When filling out the password form, make sure to use a unique combination that isn’t in use for any other account belonging to you; a breach of one service can create a domino effect and compromise you later.

Make sure to use a combination of words, numbers, symbols, and upper and lowercase letters. Try to avoid anything easily guessable—anything on the list of most common passwords is a nonstarter—and keep away from publicly available personal information like your birthday.

Use a Password Manager

I have suggested this countless times here, on this fine technology blog as well as to my workmates, friends and family. Invest in a Password Manager like “LastPass”. Password Managers can take a daunting job (like having strong, encrypted and unique passwords) and making is very easy. Those of us using a password manager have very little to fear from security hacks like the ones mentioned here.

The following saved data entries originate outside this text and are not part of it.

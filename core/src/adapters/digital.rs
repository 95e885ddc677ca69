//! Digital locations: storefronts and subscriptions.

use crate::dto::RawDigitalLocation;
use crate::types::{Billing, BillingCycle, DigitalLocation, DigitalPlatform, ItemOwner, PaymentMethod};

use super::items::{adapt_items, Ownership};
use super::tags::map_tag;
use super::{parse_date, parse_timestamp, AdapterNotice, Notices};

pub(crate) fn adapt_digital(
    raw: &[RawDigitalLocation],
    ownership: &mut Ownership,
    notices: &mut Notices,
) -> Vec<DigitalLocation> {
    let mut locations: Vec<DigitalLocation> = Vec::with_capacity(raw.len());
    for location in raw {
        if locations.iter().any(|kept| kept.id == location.id) {
            notices.push(AdapterNotice::DuplicateLocation {
                id: location.id.clone(),
            });
            continue;
        }
        locations.push(adapt_location(location, ownership, notices));
    }
    locations
}

pub(crate) fn adapt_location(
    raw: &RawDigitalLocation,
    ownership: &mut Ownership,
    notices: &mut Notices,
) -> DigitalLocation {
    let owner = ItemOwner::Digital {
        location_id: raw.id.clone(),
    };

    DigitalLocation {
        id: raw.id.clone(),
        name: raw.name.clone(),
        platform: map_tag::<DigitalPlatform>(raw.location_type.as_deref(), notices),
        is_active: raw.is_active.unwrap_or(true),
        billing: Billing {
            is_subscription: raw.is_subscription.unwrap_or(false),
            cost: raw.monthly_cost,
            cycle: map_tag::<BillingCycle>(raw.billing_cycle.as_deref(), notices),
            next_payment_date: parse_date(raw.next_payment_date.as_deref()),
            payment_method: map_tag::<PaymentMethod>(raw.payment_method.as_deref(), notices),
        },
        items: adapt_items(&raw.items, &owner, ownership, notices),
        created_at: parse_timestamp(raw.created_at.as_deref()),
        updated_at: parse_timestamp(raw.updated_at.as_deref()),
    }
}

#[cfg(test)]
mod tests {
    use serde_json::json;

    use super::*;

    fn adapt(value: serde_json::Value) -> (Vec<DigitalLocation>, Vec<AdapterNotice>) {
        let raw: Vec<RawDigitalLocation> = serde_json::from_value(value).unwrap();
        let mut notices = Notices::default();
        let locations = adapt_digital(&raw, &mut Ownership::default(), &mut notices);
        (locations, notices.into_vec())
    }

    #[test]
    fn unknown_vendor_gets_default_platform() {
        let (locations, notices) = adapt(json!([
            { "id": "d1", "name": "Mystery Store", "locationType": "unknown-vendor" }
        ]));

        assert_eq!(locations[0].platform, DigitalPlatform::Steam);
        assert!(matches!(
            &notices[..],
            [AdapterNotice::UnknownTag { field: "platform", .. }]
        ));
    }

    #[test]
    fn subscription_fields_are_mapped() {
        let (locations, notices) = adapt(json!([{
            "id": "d2",
            "name": "Game Pass",
            "locationType": "Xbox Game Pass",
            "isSubscription": true,
            "monthlyCost": 16.99,
            "billingCycle": "1 month",
            "paymentDate": "2024-07-15",
            "paymentMethod": "Visa",
            "isActive": false,
            "items": [{ "id": "g7", "name": "Starfield", "platformName": "PC" }]
        }]));

        assert!(notices.is_empty());
        let location = &locations[0];
        assert_eq!(location.platform, DigitalPlatform::XboxLive);
        assert!(!location.is_active);
        assert!(location.billing.is_subscription);
        assert_eq!(location.billing.cost, Some(16.99));
        assert_eq!(location.billing.cycle, BillingCycle::Monthly);
        assert_eq!(location.billing.payment_method, PaymentMethod::Visa);
        assert_eq!(
            location.billing.next_payment_date.map(|d| d.to_string()).as_deref(),
            Some("2024-07-15")
        );
        assert_eq!(location.items[0].slug, "starfield");
        assert_eq!(location.items[0].owner.location_id(), "d2");
    }

    #[test]
    fn missing_billing_fields_use_defaults() {
        let (locations, notices) = adapt(json!([{ "id": "d3", "name": "GOG", "locationType": "gog" }]));

        assert!(notices.is_empty());
        let billing = &locations[0].billing;
        assert!(!billing.is_subscription);
        assert_eq!(billing.cost, None);
        assert_eq!(billing.payment_method, PaymentMethod::Generic);
        assert!(locations[0].is_active);
    }

    #[test]
    fn unknown_payment_method_is_generic_with_notice() {
        let (locations, notices) = adapt(json!([
            { "id": "d4", "name": "Steam", "locationType": "steam", "paymentMethod": "store credit" }
        ]));

        assert_eq!(locations[0].billing.payment_method, PaymentMethod::Generic);
        assert_eq!(notices.len(), 1);
    }
}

Consider Two-Factor Authentication

Consider using “two-factor authentication” for your important online accounts, especially financial accounts. These are becoming easier to use. The one I recommend is Google’s Authentication.

Windows 10 Battles Bloatware

Yesterday Microsoft released a free tool for Windows 10 that scrubs PCs of the “bloatware” – also commonly known as “crapware”. Bloatware is all of that unwanted software that a new computer almost always comes with.

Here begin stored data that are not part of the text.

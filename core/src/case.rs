//! Deep key-casing conversion between the wire format and the internal format.
//!
//! # Design
//! The backend speaks `snake_case`; everything above the transport speaks
//! `camelCase`. Both directions walk a `serde_json::Value` recursively,
//! rewriting object keys and leaving every scalar untouched. Unknown keys are
//! rewritten by the same rule and passed through, so newer servers do not
//! break older clients.
//!
//! The two key rules are inverses only for keys made of ASCII letters and
//! digits with single inner underscores. Leading, trailing or doubled
//! underscores and non-ASCII keys do not round-trip.

use serde_json::{Map, Value};

/// Convert a wire (`snake_case`) value into the internal (`camelCase`) shape.
pub fn to_internal(value: &Value) -> Value {
    transcode(value, &snake_to_camel)
}

/// Convert an internal (`camelCase`) value into the wire (`snake_case`) shape.
pub fn to_wire(value: &Value) -> Value {
    transcode(value, &camel_to_snake)
}

fn transcode(value: &Value, rewrite: &dyn Fn(&str) -> String) -> Value {
    match value {
        Value::Array(items) => Value::Array(items.iter().map(|item| transcode(item, rewrite)).collect()),
        Value::Object(fields) => {
            let mut out = Map::with_capacity(fields.len());
            for (key, inner) in fields {
                out.insert(rewrite(key), transcode(inner, rewrite));
            }
            Value::Object(out)
        }
        scalar => scalar.clone(),
    }
}

/// Replace every `_x` (lowercase ASCII `x`) with `X`.
///
/// An underscore not followed by a lowercase letter is kept as-is, so
/// `item_1` stays `item_1` and `__a` becomes `_A`.
pub fn snake_to_camel(key: &str) -> String {
    let mut out = String::with_capacity(key.len());
    let mut chars = key.chars().peekable();
    while let Some(c) = chars.next() {
        if c == '_' {
            if let Some(next) = chars.peek().copied().filter(char::is_ascii_lowercase) {
                out.push(next.to_ascii_uppercase());
                chars.next();
                continue;
            }
        }
        out.push(c);
    }
    out
}

/// Replace every uppercase ASCII letter `X` with `_x`.
pub fn camel_to_snake(key: &str) -> String {
    let mut out = String::with_capacity(key.len() + 4);
    for c in key.chars() {
        if c.is_ascii_uppercase() {
            out.push('_');
            out.push(c.to_ascii_lowercase());
        } else {
            out.push(c);
        }
    }
    out
}

#[cfg(test)]
mod tests {
    use super::*;
    use rstest::rstest;
    use serde_json::json;

    #[rstest]
    #[case("location_type", "locationType")]
    #[case("parent_location_id", "parentLocationId")]
    #[case("id", "id")]
    #[case("item_1", "item_1")]
    #[case("already_Upper", "already_Upper")]
    fn snake_keys_become_camel(#[case] wire: &str, #[case] internal: &str) {
        assert_eq!(snake_to_camel(wire), internal);
    }

    #[rstest]
    #[case("locationType", "location_type")]
    #[case("parentLocationId", "parent_location_id")]
    #[case("id", "id")]
    #[case("mapURL", "map_u_r_l")]
    fn camel_keys_become_snake(#[case] internal: &str, #[case] wire: &str) {
        assert_eq!(camel_to_snake(internal), wire);
    }

    #[test]
    fn nested_objects_and_arrays_are_rewritten() {
        let wire = json!({
            "physical_locations": [
                { "location_type": "house", "sub_locations": [{ "bg_color": "red" }] }
            ],
            "total_count": 3
        });
        let internal = to_internal(&wire);
        assert_eq!(
            internal,
            json!({
                "physicalLocations": [
                    { "locationType": "house", "subLocations": [{ "bgColor": "red" }] }
                ],
                "totalCount": 3
            })
        );
    }

    #[test]
    fn string_values_are_not_rewritten() {
        let wire = json!({ "location_type": "game_room", "tags": ["snake_case_tag"] });
        let internal = to_internal(&wire);
        assert_eq!(internal["locationType"], "game_room");
        assert_eq!(internal["tags"][0], "snake_case_tag");
    }

    #[test]
    fn scalars_pass_through() {
        for scalar in [json!(null), json!(true), json!(4.5), json!("created_at")] {
            assert_eq!(to_internal(&scalar), scalar);
            assert_eq!(to_wire(&scalar), scalar);
        }
    }

    #[test]
    fn array_order_and_length_are_preserved() {
        let internal = json!([{ "aB": 1 }, 2, [{ "cD": 3 }]]);
        let wire = to_wire(&internal);
        assert_eq!(wire, json!([{ "a_b": 1 }, 2, [{ "c_d": 3 }]]));
    }

    #[test]
    fn camel_values_round_trip_through_the_wire() {
        let internal = json!({
            "parentLocationId": "p1",
            "isSubscription": true,
            "items": [{ "acquiredDate": "2024-01-01", "hasManual": false }],
            "meta": { "totalItems2": 4 }
        });
        assert_eq!(to_internal(&to_wire(&internal)), internal);
    }

    #[test]
    fn uppercase_wire_keys_do_not_round_trip() {
        assert_eq!(snake_to_camel("a__b"), "a_B");
        let internal = snake_to_camel("legacy_Key");
        assert_eq!(internal, "legacy_Key");
        assert_eq!(camel_to_snake(&internal), "legacy__key");
    }
}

Refresh Windows must be downloaded from Microsoft’s website, currently works only on preview builds of 10, those seeded to participants of the Insider program. Since Insider is a precursor to the production code, the tool should be usable by owners of systems upgraded to the Anniversary Update, version 1607, which is slated to ship next month.

At the moment, the tool can be downloaded via a link embedded in a long message on Microsoft’s support forum; the message appears in Edge after clicking a new link in the Settings panel under the “Update & Security” item’s “Recovery” option.

refresh windows

The Refresh Windows tool lets Windows 10 users install a recent, pristine copy of the operating system on their PC, eliminating all applications — including pre-loaded ‘crapware’ — but retaining the personal files already on the drive.

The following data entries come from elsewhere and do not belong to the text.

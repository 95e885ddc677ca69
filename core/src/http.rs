//! HTTP transport types for the host-does-IO pattern.
//!
//! # Design
//! These types describe HTTP requests and responses as plain data. The
//! client builds `HttpRequest` values and parses `HttpResponse` values
//! without touching the network itself; an `HttpExecutor` performs the
//! round-trip. Tests substitute a scripted executor, production code uses
//! `ReqwestExecutor`.
//!
//! All fields use owned types (`String`, `Vec`) so values can be recorded,
//! replayed and compared freely.

use std::fmt;
use std::time::Duration;

use async_trait::async_trait;

/// HTTP method for a request.
#[derive(Debug, Clone, Copy, PartialEq, Eq)]
pub enum HttpMethod {
    Get,
    Post,
    Put,
    Patch,
    Delete,
}

impl HttpMethod {
    pub fn as_str(self) -> &'static str {
        match self {
            HttpMethod::Get => "GET",
            HttpMethod::Post => "POST",
            HttpMethod::Put => "PUT",
            HttpMethod::Patch => "PATCH",
            HttpMethod::Delete => "DELETE",
        }
    }
}

impl fmt::Display for HttpMethod {
    fn fmt(&self, f: &mut fmt::Formatter<'_>) -> fmt::Result {
        f.write_str(self.as_str())
    }
}

/// An HTTP request described as plain data.
///
/// Built by `ApiClient::build_request`. `timeout` is carried on the request
/// so executors can enforce it at the socket level as well.
#[derive(Debug, Clone, PartialEq, Eq)]
pub struct HttpRequest {
    pub method: HttpMethod,
    pub url: String,
    pub headers: Vec<(String, String)>,
    pub body: Option<Vec<u8>>,
    pub timeout: Duration,
}

impl HttpRequest {
    /// Case-insensitive header lookup.
    pub fn header(&self, name: &str) -> Option<&str> {
        self.headers
            .iter()
            .find(|(key, _)| key.eq_ignore_ascii_case(name))
            .map(|(_, value)| value.as_str())
    }
}

/// An HTTP response described as plain data.
#[derive(Debug, Clone, PartialEq, Eq)]
pub struct HttpResponse {
    pub status: u16,
    pub headers: Vec<(String, String)>,
    pub body: String,
}

impl HttpResponse {
    pub fn is_success(&self) -> bool {
        (200..300).contains(&self.status)
    }
}

/// Failure to complete a round-trip at all (no status code observed).
#[derive(Debug, Clone, PartialEq, Eq, thiserror::Error)]
pub enum TransportFailure {
    #[error("timed out")]
    Timeout,
    #[error("unreachable: {0}")]
    Unreachable(String),
}

/// Performs one HTTP round-trip.
///
/// Implementations must return non-2xx replies as `Ok(HttpResponse)`; only
/// failures where no response was received are `Err`.
#[async_trait]
pub trait HttpExecutor: Send + Sync {
    async fn execute(&self, request: HttpRequest) -> Result<HttpResponse, TransportFailure>;
}

#[cfg(test)]
mod tests {
    use super::*;

    #[test]
    fn header_lookup_ignores_case() {
        let request = HttpRequest {
            method: HttpMethod::Get,
            url: "http://localhost/v1".to_string(),
            headers: vec![("Authorization".to_string(), "Bearer t".to_string())],
            body: None,
            timeout: Duration::from_secs(1),
        };
        assert_eq!(request.header("authorization"), Some("Bearer t"));
        assert_eq!(request.header("content-type"), None);
    }

    #[test]
    fn success_range() {
        let mut response = HttpResponse {
            status: 204,
            headers: Vec::new(),
            body: String::new(),
        };
        assert!(response.is_success());
        response.status = 401;
        assert!(!response.is_success());
    }
}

According to the forum message — which was penned by a Microsoft employee identified only as “Jason” — Refresh Windows downloads and installs a recent, pristine build of Windows 10 on the PC, overwriting the pre-installed version.

More importantly, all non-Microsoft applications that were bundled or already installed on Windows 10 — the exception include the Mail email client and the Edge browser — are eliminated during the refresh. “It will also remove most pre-installed applications such as OEM applications, support applications, and drivers,” wrote Jason. The term “OEM” (original equipment manufacturers) refers to computer makers such as Dell, Hewlett-Packard and Lenovo.

For that reason, Refresh Windows would be best used immediately after purchasing a new Windows 10 system, and before the buyer installed any software on the machine.

Users of Refresh Windows may choose to retain their personal files — those stashed in the core folders such as “Pictures” and “Documents” — or wipe everything from the drive. In all cases, they will have to reinstall applications, including Microsoft Office and third-party programs, and probably download and install new device drivers, either through Windows Update or from the individual websites of the PC maker, graphics card manufacturer and the like.

As of yesterday, Refresh Windows worked only on Insider build 14342 or later. Microsoft issued build 14342 on May 26, but has followed with several since then, most recently on Thursday with build 14677. Assuming Microsoft follows through, the tool will work with the production code set ship in July, which means this promising tool will be available to all Windows 10 users later this summer.

Windows users have long been able to reach the same result by downloading a clean disk image of Windows, then installing that on a crapware-filled PC. But that approach has been largely used by experienced hands: Refresh Windows still requires much manual work in re-installing deleted apps, but it automates the process somewhat by taking care of the image downloading.

For that reason, Refresh Windows should appeal to a regular, non technical Windows 10 users.